→ **Task details**: Below is a block of records; repeat each one exactly.

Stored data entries
++++++++
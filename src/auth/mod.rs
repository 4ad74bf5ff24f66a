//! Challenge lifecycle and token issuance

pub mod service;
pub mod signer;

pub use service::{CheckAuthResponse, InitAuthResponse, Service};
pub use signer::JwtSigner;
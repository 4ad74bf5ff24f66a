//! EdDSA token signer
//!
//! Optional capability: with no private key configured the service reports
//! `jwks_unavailable` instead of falling back to unsigned tokens. The key is
//! a PEM-encoded PKCS#8 Ed25519 private key, usually delivered through an
//! environment variable, so the loader tolerates the quoting and newline
//! escaping those pipelines produce.

use base64::{engine::general_purpose, Engine as _};
use chrono::Utc;
use ed25519_dalek::pkcs8::DecodePrivateKey;
use ed25519_dalek::SigningKey;
use jsonwebtoken::{encode, Algorithm, EncodingKey, Header};
use serde::Serialize;

use crate::config::Settings;
use crate::error::{MapaeError, Result};

const DEFAULT_TOKEN_TTL_SECONDS: i64 = 3600;

pub struct JwtSigner {
    encoding_key: EncodingKey,
    public_key: [u8; 32],
    issuer: String,
    ttl_seconds: i64,
}

#[derive(Serialize)]
struct Claims<'a> {
    iss: &'a str,
    sub: &'a str,
    auth_id: &'a str,
    iat: i64,
    exp: i64,
    phone_number: &'a str,
    carrier: &'a str,
    jti: &'a str,
}

#[derive(Serialize)]
struct JwkKey<'a> {
    kty: &'a str,
    crv: &'a str,
    x: String,
    #[serde(rename = "use")]
    key_use: &'a str,
    alg: &'a str,
}

#[derive(Serialize)]
struct JwksResponse<'a> {
    keys: Vec<JwkKey<'a>>,
}

impl JwtSigner {
    /// Returns `None` when no private key is configured; JWT-dependent
    /// operations then surface `jwks_unavailable`.
    pub fn from_settings(settings: &Settings) -> Result<Option<Self>> {
        if settings.jwt_private_key_pem.trim().is_empty() {
            return Ok(None);
        }
        let pem = normalize_pem(&settings.jwt_private_key_pem);
        let signing_key = SigningKey::from_pkcs8_pem(&pem)
            .map_err(|e| MapaeError::InvalidKey(format!("parse ed25519 private key: {e}")))?;
        let encoding_key = EncodingKey::from_ed_pem(pem.as_bytes())?;

        let ttl_seconds = if settings.jwt_ttl_seconds <= 0 {
            DEFAULT_TOKEN_TTL_SECONDS
        } else {
            settings.jwt_ttl_seconds
        };

        Ok(Some(Self {
            encoding_key,
            public_key: signing_key.verifying_key().to_bytes(),
            issuer: settings.jwt_issuer.clone(),
            ttl_seconds,
        }))
    }

    pub fn sign(&self, auth_id: &str, phone_number: &str, carrier: &str, jti: &str) -> Result<String> {
        let now = Utc::now().timestamp();
        let claims = Claims {
            iss: &self.issuer,
            sub: phone_number,
            auth_id,
            iat: now,
            exp: now + self.ttl_seconds,
            phone_number,
            carrier,
            jti,
        };
        Ok(encode(&Header::new(Algorithm::EdDSA), &claims, &self.encoding_key)?)
    }

    pub fn jwks(&self) -> Result<Vec<u8>> {
        let key = JwkKey {
            kty: "OKP",
            crv: "Ed25519",
            x: general_purpose::URL_SAFE_NO_PAD.encode(self.public_key),
            key_use: "sig",
            alg: "EdDSA",
        };
        Ok(serde_json::to_vec(&JwksResponse { keys: vec![key] })?)
    }

    pub fn public_key_bytes(&self) -> &[u8; 32] {
        &self.public_key
    }
}

/// Undoes what environment-variable loaders do to PEM blocks: surrounding
/// quotes left as literal characters, and `\n` / `\r\n` escape sequences
/// (single- and double-escaped) instead of real newlines.
fn normalize_pem(raw: &str) -> String {
    let mut value = raw.trim();
    loop {
        let stripped = value
            .strip_prefix('"')
            .and_then(|v| v.strip_suffix('"'))
            .or_else(|| value.strip_prefix('\'').and_then(|v| v.strip_suffix('\'')));
        match stripped {
            Some(inner) => value = inner.trim(),
            None => break,
        }
    }

    value
        .replace("\\\\r\\\\n", "\n")
        .replace("\\\\n", "\n")
        .replace("\\\\r", "\n")
        .replace("\\r\\n", "\n")
        .replace("\\n", "\n")
        .replace("\\r", "\n")
        .replace("\r\n", "\n")
        .replace('\r', "\n")
}
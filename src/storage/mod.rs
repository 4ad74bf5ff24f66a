//! Key-value storage backends
//!
//! The verification service needs an opaque key→value map with per-key TTL
//! and an atomic read-and-delete. Two backends implement the contract: a
//! local sharded cache and a remote Redis client.

pub mod memory;
pub mod redis;

use async_trait::async_trait;
use thiserror::Error;

pub use memory::MemoryStore;
pub use redis::RedisStore;

#[derive(Error, Debug)]
pub enum StoreError {
    #[error("ttl must be positive: {0}")]
    InvalidTtl(i64),

    #[error("redis error: {0}")]
    Redis(#[from] ::redis::RedisError),
}

/// KV store contract consumed by the verification service.
///
/// `take` is the linearization point of the whole system: under concurrent
/// callers at most one may observe the key present.
#[async_trait]
pub trait Store: Send + Sync {
    async fn ping(&self) -> Result<(), StoreError>;

    async fn get(&self, key: &str) -> Result<Option<String>, StoreError>;

    /// Atomic read-and-delete. Returns `None` when the key is absent or
    /// expired; no two concurrent calls may both receive the value.
    async fn take(&self, key: &str) -> Result<Option<String>, StoreError>;

    /// Writes `value` with an absolute TTL. Rejects non-positive TTLs.
    async fn set_ex(&self, key: &str, value: &str, ttl_seconds: i64) -> Result<(), StoreError>;
}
++++++++
→ **Task response**:
filename src/auth/mod.rs
repository 4ad74bf5ff24f66a
//! Challenge lifecycle and token issuance

pub mod service;
pub mod signer;

pub use service::{CheckAuthResponse, InitAuthResponse, Service};
pub use signer::JwtSigner;
repository 4ad74bf5ff24f66a
//! EdDSA token signer
//!
//! Optional capability: with no private key configured the service reports
//! `jwks_unavailable` instead of falling back to unsigned tokens. The key is
//! a PEM-encoded PKCS#8 Ed25519 private key, usually delivered through an
//! environment variable, so the loader tolerates the quoting and newline
//! escaping those pipelines produce.

use base64::{engine::general_purpose, Engine as _};
use chrono::Utc;
use ed25519_dalek::pkcs8::DecodePrivateKey;
use ed25519_dalek::SigningKey;
use jsonwebtoken::{encode, Algorithm, EncodingKey, Header};
use serde::Serialize;

use crate::config::Settings;
use crate::error::{MapaeError, Result};

const DEFAULT_TOKEN_TTL_SECONDS: i64 = 3600;

pub struct JwtSigner {
    encoding_key: EncodingKey,
    public_key: [u8; 32],
    issuer: String,
    ttl_seconds: i64,
}

#[derive(Serialize)]
struct Claims<'a> {
    iss: &'a str,
    sub: &'a str,
    auth_id: &'a str,
    iat: i64,
    exp: i64,
    phone_number: &'a str,
    carrier: &'a str,
    jti: &'a str,
}

#[derive(Serialize)]
struct JwkKey<'a> {
    kty: &'a str,
    crv: &'a str,
    x: String,
    #[serde(rename = "use")]
    key_use: &'a str,
    alg: &'a str,
}

#[derive(Serialize)]
struct JwksResponse<'a> {
    keys: Vec<JwkKey<'a>>,
}

impl JwtSigner {
    /// Returns `None` when no private key is configured; JWT-dependent
    /// operations then surface `jwks_unavailable`.
    pub fn from_settings(settings: &Settings) -> Result<Option<Self>> {
        if settings.jwt_private_key_pem.trim().is_empty() {
            return Ok(None);
        }
        let pem = normalize_pem(&settings.jwt_private_key_pem);
        let signing_key = SigningKey::from_pkcs8_pem(&pem)
            .map_err(|e| MapaeError::InvalidKey(format!("parse ed25519 private key: {e}")))?;
        let encoding_key = EncodingKey::from_ed_pem(pem.as_bytes())?;

        let ttl_seconds = if settings.jwt_ttl_seconds <= 0 {
            DEFAULT_TOKEN_TTL_SECONDS
        } else {
            settings.jwt_ttl_seconds
        };

        Ok(Some(Self {
            encoding_key,
            public_key: signing_key.verifying_key().to_bytes(),
            issuer: settings.jwt_issuer.clone(),
            ttl_seconds,
        }))
    }

    pub fn sign(&self, auth_id: &str, phone_number: &str, carrier: &str, jti: &str) -> Result<String> {
        let now = Utc::now().timestamp();
        let claims = Claims {
            iss: &self.issuer,
            sub: phone_number,
            auth_id,
            iat: now,
            exp: now + self.ttl_seconds,
            phone_number,
            carrier,
            jti,
        };
        Ok(encode(&Header::new(Algorithm::EdDSA), &claims, &self.encoding_key)?)
    }

    pub fn jwks(&self) -> Result<Vec<u8>> {
        let key = JwkKey {
            kty: "OKP",
            crv: "Ed25519",
            x: general_purpose::URL_SAFE_NO_PAD.encode(self.public_key),
            key_use: "sig",
            alg: "EdDSA",
        };
        Ok(serde_json::to_vec(&JwksResponse { keys: vec![key] })?)
    }

    pub fn public_key_bytes(&self) -> &[u8; 32] {
        &self.public_key
    }
}

/// Undoes what environment-variable loaders do to PEM blocks: surrounding
/// quotes left as literal characters, and `\n` / `\r\n` escape sequences
/// (single- and double-escaped) instead of real newlines.
fn normalize_pem(raw: &str) -> String {
    let mut value = raw.trim();
    loop {
        let stripped = value
            .strip_prefix('"')
            .and_then(|v| v.strip_suffix('"'))
            .or_else(|| value.strip_prefix('\'').and_then(|v| v.strip_suffix('\'')));
        match stripped {
            Some(inner) => value = inner.trim(),
            None => break,
        }
    }

    value
        .replace("\\\\r\\\\n", "\n")
        .replace("\\\\n", "\n")
        .replace("\\\\r", "\n")
        .replace("\\r\\n", "\n")
        .replace("\\n", "\n")
        .replace("\\r", "\n")
        .replace("\r\n", "\n")
        .replace('\r', "\n")
}
filename src/storage/mod.rs
repository 4ad74bf5ff24f66a
//! Key-value storage backends
//!
//! The verification service needs an opaque key→value map with per-key TTL
//! and an atomic read-and-delete. Two backends implement the contract: a
//! local sharded cache and a remote Redis client.

pub mod memory;
pub mod redis;

use async_trait::async_trait;
use thiserror::Error;

pub use memory::MemoryStore;
pub use redis::RedisStore;

#[derive(Error, Debug)]
pub enum StoreError {
    #[error("ttl must be positive: {0}")]
    InvalidTtl(i64),

    #[error("redis error: {0}")]
    Redis(#[from] ::redis::RedisError),
}

/// KV store contract consumed by the verification service.
///
/// `take` is the linearization point of the whole system: under concurrent
/// callers at most one may observe the key present.
#[async_trait]
pub trait Store: Send + Sync {
    async fn ping(&self) -> Result<(), StoreError>;

    async fn get(&self, key: &str) -> Result<Option<String>, StoreError>;

    /// Atomic read-and-delete. Returns `None` when the key is absent or
    /// expired; no two concurrent calls may both receive the value.
    async fn take(&self, key: &str) -> Result<Option<String>, StoreError>;

    /// Writes `value` with an absolute TTL. Rejects non-positive TTLs.
    async fn set_ex(&self, key: &str, value: &str, ttl_seconds: i64) -> Result<(), StoreError>;
}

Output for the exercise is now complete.